Decentralized Multi-product Pricing: Diagonal Dominance, Nash Equilibrium, and Price of Anarchy
Abstract
Decentralized decision making in multi--product firms can lead to efficiency losses when autonomous decision makers fail to internalize cross--product demand interactions. This paper quantifies the magnitude of such losses by analyzing the Price of Anarchy in a pricing game in which each decision maker independently sets prices to maximize its own product--level revenue. We model demand using a linear system that captures both substitution and complementarity effects across products. We first establish existence and uniqueness of a pure--strategy Nash equilibrium under economically standard diagonal dominance conditions. Our main contribution is the derivation of a tight worst--case lower bound on the ratio between decentralized revenue and the optimal centralized revenue.
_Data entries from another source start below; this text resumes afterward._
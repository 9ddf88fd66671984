use chrono::{DateTime, Utc};
use serde::{Deserialize, Serialize};

/// A message in a completion request (provider-agnostic).
#[derive(Debug, Clone, Serialize, Deserialize)]
pub struct Message {
    pub role: Role,
    pub content: String,
}

#[derive(Debug, Clone, Copy, PartialEq, Eq, Serialize, Deserialize)]
#[serde(rename_all = "lowercase")]
pub enum Role {
    System,
    User,
    Assistant,
}

// ── Convenience constructors ───────────────────────────────────────

impl Message {
    pub fn system(text: impl Into<String>) -> Self {
        Self { role: Role::System, content: text.into() }
    }
    pub fn user(text: impl Into<String>) -> Self {
        Self { role: Role::User, content: text.into() }
    }
    pub fn assistant(text: impl Into<String>) -> Self {
        Self { role: Role::Assistant, content: text.into() }
    }
}

/// Who produced a transcript turn.
#[derive(Debug, Clone, Copy, PartialEq, Eq, Serialize, Deserialize)]
#[serde(rename_all = "lowercase")]
pub enum Speaker {
    User,
    Bot,
}

/// One turn of the visible conversation transcript.
///
/// The transcript ordering is the sole source of conversational context
/// passed to the general-completion fallback.
#[derive(Debug, Clone, Serialize, Deserialize)]
pub struct Turn {
    pub speaker: Speaker,
    pub text: String,
    pub timestamp: DateTime<Utc>,
}

impl Turn {
    pub fn user(text: impl Into<String>) -> Self {
        Self {
            speaker: Speaker::User,
            text: text.into(),
            timestamp: Utc::now(),
        }
    }

    pub fn bot(text: impl Into<String>) -> Self {
        Self {
            speaker: Speaker::Bot,
            text: text.into(),
            timestamp: Utc::now(),
        }
    }
}

/// Map a transcript turn to a completion message role.
impl From<&Turn> for Message {
    fn from(turn: &Turn) -> Self {
        match turn.speaker {
            Speaker::User => Message::user(turn.text.clone()),
            Speaker::Bot => Message::assistant(turn.text.clone()),
        }
    }
}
We show that this efficiency loss is governed by a single scalar parameter, denoted by μ, which measures the aggregate strength of cross--price effects relative to own--price sensitivities. In particular, we prove that the revenue ratio is bounded below by 4(1-μ)/(2-μ)2, and we demonstrate the tightness of this bound by constructing a symmetric market topology in which the bound is exactly attained. We further refine the analysis by providing an instance--exact characterization of efficiency loss based on the spectral properties of the demand interaction matrix. Together, these results offer a quantitative framework for assessing the trade--off between centralized pricing and decentralized autonomy in multi--product firms.